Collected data
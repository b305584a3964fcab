//! StringSync - guitar lesson library server.
//!
//! # Usage
//!
//! ```bash
//! # Start with default config
//! stringsync
//!
//! # Start with environment overrides
//! DATABASE_URL=postgres://localhost/stringsync WEB_ORIGIN=https://stringsync.com stringsync
//! ```

use std::io::{self, Write};
use std::sync::Arc;

use anyhow::{Context, Result};
use clap::Parser;
use metrics_exporter_prometheus::PrometheusBuilder;
use tokio::signal;
use tracing::{debug, info, warn};
use tracing_subscriber::{fmt, EnvFilter};

use stringsync_core::metrics::init_metrics;
use stringsync_core::ports::{LogMailer, Mailer, NoopMailer, Repositories};
use stringsync_core::services::{
    AuthConfig, AuthService, NotationService, NotificationConfig, NotificationService, TagService,
    UserService,
};
use stringsync_graphql::{build_schema, serve_with_shutdown, ServerConfig, StringsyncServices};
use stringsync_storage::{Database, DatabaseConfig, PgRepositories};

/// StringSync CLI - lesson library server.
#[derive(Parser, Debug)]
#[command(name = "stringsync")]
#[command(about = "StringSync - guitar lesson library server")]
#[command(version)]
struct Cli {
    /// PostgreSQL database URL.
    #[arg(
        long,
        env = "DATABASE_URL",
        default_value = "postgres://localhost/stringsync"
    )]
    database_url: String,

    /// GraphQL server port.
    #[arg(long, env = "GRAPHQL_PORT", default_value = "4000")]
    graphql_port: u16,

    /// Prometheus metrics port.
    #[arg(long, env = "METRICS_PORT", default_value = "9090")]
    metrics_port: u16,

    /// Origin of the web frontend, used in notification email links.
    #[arg(long, env = "WEB_ORIGIN", default_value = "http://localhost:3000")]
    web_origin: String,

    /// Mail transport: "log" prints messages, "noop" drops them.
    #[arg(long, env = "MAILER", default_value = "log", value_parser = parse_mailer_kind)]
    mailer: MailerKind,

    /// Enable JSON log output.
    #[arg(long, env = "JSON_LOGS")]
    json_logs: bool,

    /// Run database migrations and exit.
    #[arg(long)]
    migrate_only: bool,

    /// Purge all application data from the database and exit.
    ///
    /// This will delete all users, notations, taggings, tags, and
    /// sessions. Schema/migrations are preserved.
    #[arg(long)]
    purge: bool,

    /// Skip confirmation prompt for destructive operations (like --purge).
    #[arg(long, short = 'y')]
    yes: bool,

    /// Log level (trace, debug, info, warn, error).
    #[arg(long, env = "LOG_LEVEL", default_value = "info")]
    log_level: String,
}

#[derive(Debug, Clone, Copy)]
enum MailerKind {
    Log,
    Noop,
}

/// Parse mailer kind from string.
fn parse_mailer_kind(s: &str) -> Result<MailerKind, String> {
    match s.to_lowercase().as_str() {
        "log" => Ok(MailerKind::Log),
        "noop" => Ok(MailerKind::Noop),
        _ => Err(format!("Invalid mailer '{}'. Use 'log' or 'noop'.", s)),
    }
}

#[tokio::main]
async fn main() -> Result<()> {
    dotenvy::dotenv().ok();
    let cli = Cli::parse();
    init_tracing(&cli.log_level, cli.json_logs);

    // Prometheus metrics exporter (optional - failures don't crash the app)
    let metrics_enabled = match format!("0.0.0.0:{}", cli.metrics_port)
        .parse::<std::net::SocketAddr>()
    {
        Ok(metrics_addr) => match PrometheusBuilder::new()
            .with_http_listener(metrics_addr)
            .install()
        {
            Ok(()) => {
                init_metrics();
                true
            }
            Err(e) => {
                warn!(
                    "⚠️  Failed to start metrics exporter: {}. Continuing without metrics.",
                    e
                );
                false
            }
        },
        Err(e) => {
            warn!("⚠️  Invalid metrics address: {}. Continuing without metrics.", e);
            false
        }
    };

    // ─────────────────────────────────────────────────────────────────────────
    // 🚀 STARTUP
    // ─────────────────────────────────────────────────────────────────────────
    info!("🚀 Starting StringSync");
    debug!(database_url = %mask_password(&cli.database_url), "Database endpoint");
    debug!(web_origin = %cli.web_origin, "Web origin");

    // ─────────────────────────────────────────────────────────────────────────
    // 🗄️ DATABASE
    // ─────────────────────────────────────────────────────────────────────────
    let db_config = DatabaseConfig::for_server(&cli.database_url);

    info!("🗄️  Connecting to database...");
    let db = Database::connect(&db_config)
        .await
        .context("Failed to connect to database")?;

    db.migrate().await.context("Failed to run migrations")?;
    info!("🗄️  Database ready (migrations applied)");

    if cli.migrate_only {
        info!("🛑 --migrate-only flag set, exiting");
        return Ok(());
    }

    if cli.purge {
        return handle_purge(&db, cli.yes).await;
    }

    let db = Arc::new(db);
    let repositories: Arc<dyn Repositories> = Arc::new(PgRepositories::new(db.clone()));

    // ─────────────────────────────────────────────────────────────────────────
    // 🧩 SERVICES
    // ─────────────────────────────────────────────────────────────────────────
    let mailer: Arc<dyn Mailer> = match cli.mailer {
        MailerKind::Log => Arc::new(LogMailer),
        MailerKind::Noop => Arc::new(NoopMailer),
    };

    let auth = Arc::new(AuthService::new(
        AuthConfig::default(),
        repositories.clone(),
    ));
    let services = StringsyncServices {
        auth: auth.clone(),
        users: Arc::new(UserService::new(repositories.clone())),
        notations: Arc::new(NotationService::new(repositories.clone())),
        tags: Arc::new(TagService::new(repositories.clone())),
        notifications: Arc::new(NotificationService::new(
            NotificationConfig {
                web_origin: cli.web_origin.clone(),
            },
            mailer,
        )),
    };

    // Includes DoS protection: depth and complexity limits
    let schema = build_schema(services);

    let graphql_config = ServerConfig {
        host: "0.0.0.0".to_string(),
        port: cli.graphql_port,
        enable_playground: true,
    };

    // ─────────────────────────────────────────────────────────────────────────
    // ✅ READY
    // ─────────────────────────────────────────────────────────────────────────
    info!("✅ StringSync ready");
    info!("   ⚡ GraphQL:  http://localhost:{}/graphql", cli.graphql_port);
    if metrics_enabled {
        info!("   📊 Metrics:  http://localhost:{}/metrics", cli.metrics_port);
    } else {
        info!("   📊 Metrics:  disabled");
    }
    info!("   Press Ctrl+C to stop");

    serve_with_shutdown(schema, auth, graphql_config, shutdown_signal())
        .await
        .context("Server error")?;

    // ─────────────────────────────────────────────────────────────────────────
    // 🛑 SHUTDOWN
    // ─────────────────────────────────────────────────────────────────────────
    info!("🛑 Shutting down...");
    db.close().await;
    info!("🛑 Shutdown complete");
    Ok(())
}

/// Initialize tracing subscriber.
fn init_tracing(level: &str, json: bool) {
    let filter = EnvFilter::try_from_default_env().unwrap_or_else(|_| EnvFilter::new(level));

    if json {
        fmt().with_env_filter(filter).json().init();
    } else {
        fmt()
            .with_env_filter(filter)
            .with_target(false)
            .with_thread_ids(false)
            .with_file(false)
            .with_line_number(false)
            .init();
    }
}

/// Mask password in database URL for logging.
fn mask_password(url_str: &str) -> String {
    match url::Url::parse(url_str) {
        Ok(mut url) => {
            if url.password().is_some() {
                let _ = url.set_password(Some("****"));
            }
            url.to_string()
        }
        Err(_) => url_str.to_string(),
    }
}

/// Wait for shutdown signal (Ctrl+C or SIGTERM).
async fn shutdown_signal() {
    let ctrl_c = async {
        signal::ctrl_c()
            .await
            .expect("Failed to install Ctrl+C handler");
    };

    #[cfg(unix)]
    let terminate = async {
        signal::unix::signal(signal::unix::SignalKind::terminate())
            .expect("Failed to install SIGTERM handler")
            .recv()
            .await;
    };

    #[cfg(not(unix))]
    let terminate = std::future::pending::<()>();

    tokio::select! {
        _ = ctrl_c => {},
        _ = terminate => {},
    }
}

/// Handle the --purge command.
async fn handle_purge(db: &Database, skip_confirmation: bool) -> Result<()> {
    warn!("⚠️  PURGE MODE: This will delete ALL application data!");
    warn!("   - All users, notations, taggings, tags");
    warn!("   - All login sessions");
    warn!("   - Schema and migrations will be preserved");

    if !skip_confirmation {
        print!("\n🔴 Are you sure you want to purge all data? [y/N] ");
        io::stdout().flush()?;

        let mut input = String::new();
        io::stdin().read_line(&mut input)?;

        if !input.trim().eq_ignore_ascii_case("y") {
            info!("❌ Purge cancelled");
            return Ok(());
        }
    }

    info!("🗑️  Purging database...");

    let stats = db.purge().await.context("Failed to purge database")?;

    info!("✅ Database purged successfully");
    info!("   👤 Users removed: {}", stats.users_removed);
    info!("   🎼 Notations removed: {}", stats.notations_removed);
    info!("   🏷️  Tags removed: {}", stats.tags_removed);

    Ok(())
}
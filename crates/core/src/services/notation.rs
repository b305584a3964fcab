//! Notation catalog operations.

use std::sync::Arc;

use tracing::info;
use uuid::Uuid;

use crate::error::{DomainError, DomainResult};
use crate::metrics::{record_page_served, PageQueryTimer};
use crate::models::Notation;
use crate::ports::{Connection, ConnectionArgs, NewNotation, NotationPageFilter, Repositories};

const NAME_MAX_LEN: usize = 128;

/// Attributes for publishing a new notation.
#[derive(Debug, Clone)]
pub struct CreateNotation {
    pub song_name: String,
    pub artist_name: String,
    pub transcriber_id: Uuid,
    pub tag_ids: Vec<Uuid>,
}

pub struct NotationService {
    repos: Arc<dyn Repositories>,
}

impl NotationService {
    pub fn new(repos: Arc<dyn Repositories>) -> Self {
        Self { repos }
    }

    pub async fn find(&self, id: Uuid) -> DomainResult<Option<Notation>> {
        Ok(self.repos.notations().find(id).await?)
    }

    pub async fn find_all_by_transcriber_id(
        &self,
        transcriber_id: Uuid,
    ) -> DomainResult<Vec<Notation>> {
        Ok(self
            .repos
            .notations()
            .find_all_by_transcriber_id(transcriber_id)
            .await?)
    }

    pub async fn find_all_by_tag_id(&self, tag_id: Uuid) -> DomainResult<Vec<Notation>> {
        Ok(self.repos.notations().find_all_by_tag_id(tag_id).await?)
    }

    /// Fetch one page of notations matching the filter, ordered by cursor.
    pub async fn find_page(
        &self,
        args: &ConnectionArgs,
        filter: &NotationPageFilter,
    ) -> DomainResult<Connection<Notation>> {
        let _timer = PageQueryTimer::new();
        let connection = self.repos.notations().find_page(args, filter).await?;
        record_page_served("notations");
        Ok(connection)
    }

    /// Publish a notation with its tags in one atomic operation.
    pub async fn create(&self, attrs: CreateNotation) -> DomainResult<Notation> {
        validate_name(&attrs.song_name, "song name")?;
        validate_name(&attrs.artist_name, "artist name")?;

        let notation = self
            .repos
            .create_notation_with_tags(
                NewNotation {
                    song_name: attrs.song_name,
                    artist_name: attrs.artist_name,
                    transcriber_id: attrs.transcriber_id,
                    dead_time_ms: 0,
                    duration_ms: 0,
                    featured: false,
                    thumbnail_url: None,
                    video_url: None,
                },
                &attrs.tag_ids,
            )
            .await?;

        info!(notation_id = %notation.id, song = %notation.song_name, "🎼 Notation created");
        Ok(notation)
    }

    pub async fn update(&self, notation: &Notation) -> DomainResult<Notation> {
        validate_name(&notation.song_name, "song name")?;
        validate_name(&notation.artist_name, "artist name")?;
        Ok(self.repos.notations().update(notation).await?)
    }
}

fn validate_name(value: &str, field: &str) -> DomainResult<()> {
    if value.trim().is_empty() {
        return Err(DomainError::Validation(format!("{field} must not be empty")));
    }
    if value.chars().count() > NAME_MAX_LEN {
        return Err(DomainError::Validation(format!(
            "{field} must be at most {NAME_MAX_LEN} characters"
        )));
    }
    Ok(())
}

#[cfg(test)]
mod tests {
    use super::*;
    use crate::ports::{TagRepo, UserRepo};
    use crate::testing::{build_new_user, MemRepositories};

    #[tokio::test]
    async fn create_attaches_tags_atomically() {
        let repos = Arc::new(MemRepositories::new());
        let user = repos.users().create(build_new_user()).await.unwrap();
        let jazz = repos.tags().create("jazz").await.unwrap();
        let service = NotationService::new(repos.clone());

        let notation = service
            .create(CreateNotation {
                song_name: "Stella by Starlight".into(),
                artist_name: "Victor Young".into(),
                transcriber_id: user.id,
                tag_ids: vec![jazz.id],
            })
            .await
            .unwrap();

        let tags = repos.tags().find_all_by_notation_id(notation.id).await.unwrap();
        assert_eq!(tags, vec![jazz]);
    }

    #[tokio::test]
    async fn create_rejects_unknown_tags_without_partial_writes() {
        let repos = Arc::new(MemRepositories::new());
        let user = repos.users().create(build_new_user()).await.unwrap();
        let service = NotationService::new(repos.clone());

        let result = service
            .create(CreateNotation {
                song_name: "Nowhere Man".into(),
                artist_name: "The Beatles".into(),
                transcriber_id: user.id,
                tag_ids: vec![Uuid::new_v4()],
            })
            .await;

        assert!(result.is_err());
        assert_eq!(service.find_all_by_transcriber_id(user.id).await.unwrap(), vec![]);
    }

    #[tokio::test]
    async fn create_rejects_blank_names() {
        let repos = Arc::new(MemRepositories::new());
        let user = repos.users().create(build_new_user()).await.unwrap();
        let service = NotationService::new(repos);

        let result = service
            .create(CreateNotation {
                song_name: "   ".into(),
                artist_name: "Somebody".into(),
                transcriber_id: user.id,
                tag_ids: vec![],
            })
            .await;

        assert!(matches!(result, Err(DomainError::Validation(_))));
    }
}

## PROBLEM DETAILS
There is a line with "Prometheus metrics port." and a line with "operations (like --purge)." above. Copy exactly those two lines and all lines between them, with nothing else.

## RESULT OF THE EXERCISE
    /// Prometheus metrics port.
    #[arg(long, env = "METRICS_PORT", default_value = "9090")]
    metrics_port: u16,

    /// Origin of the web frontend, used in notification email links.
    #[arg(long, env = "WEB_ORIGIN", default_value = "http://localhost:3000")]
    web_origin: String,

    /// Mail transport: "log" prints messages, "noop" drops them.
    #[arg(long, env = "MAILER", default_value = "log", value_parser = parse_mailer_kind)]
    mailer: MailerKind,

    /// Enable JSON log output.
    #[arg(long, env = "JSON_LOGS")]
    json_logs: bool,

    /// Run database migrations and exit.
    #[arg(long)]
    migrate_only: bool,

    /// Purge all application data from the database and exit.
    ///
    /// This will delete all users, notations, taggings, tags, and
    /// sessions. Schema/migrations are preserved.
    #[arg(long)]
    purge: bool,

    /// Skip confirmation prompt for destructive operations (like --purge).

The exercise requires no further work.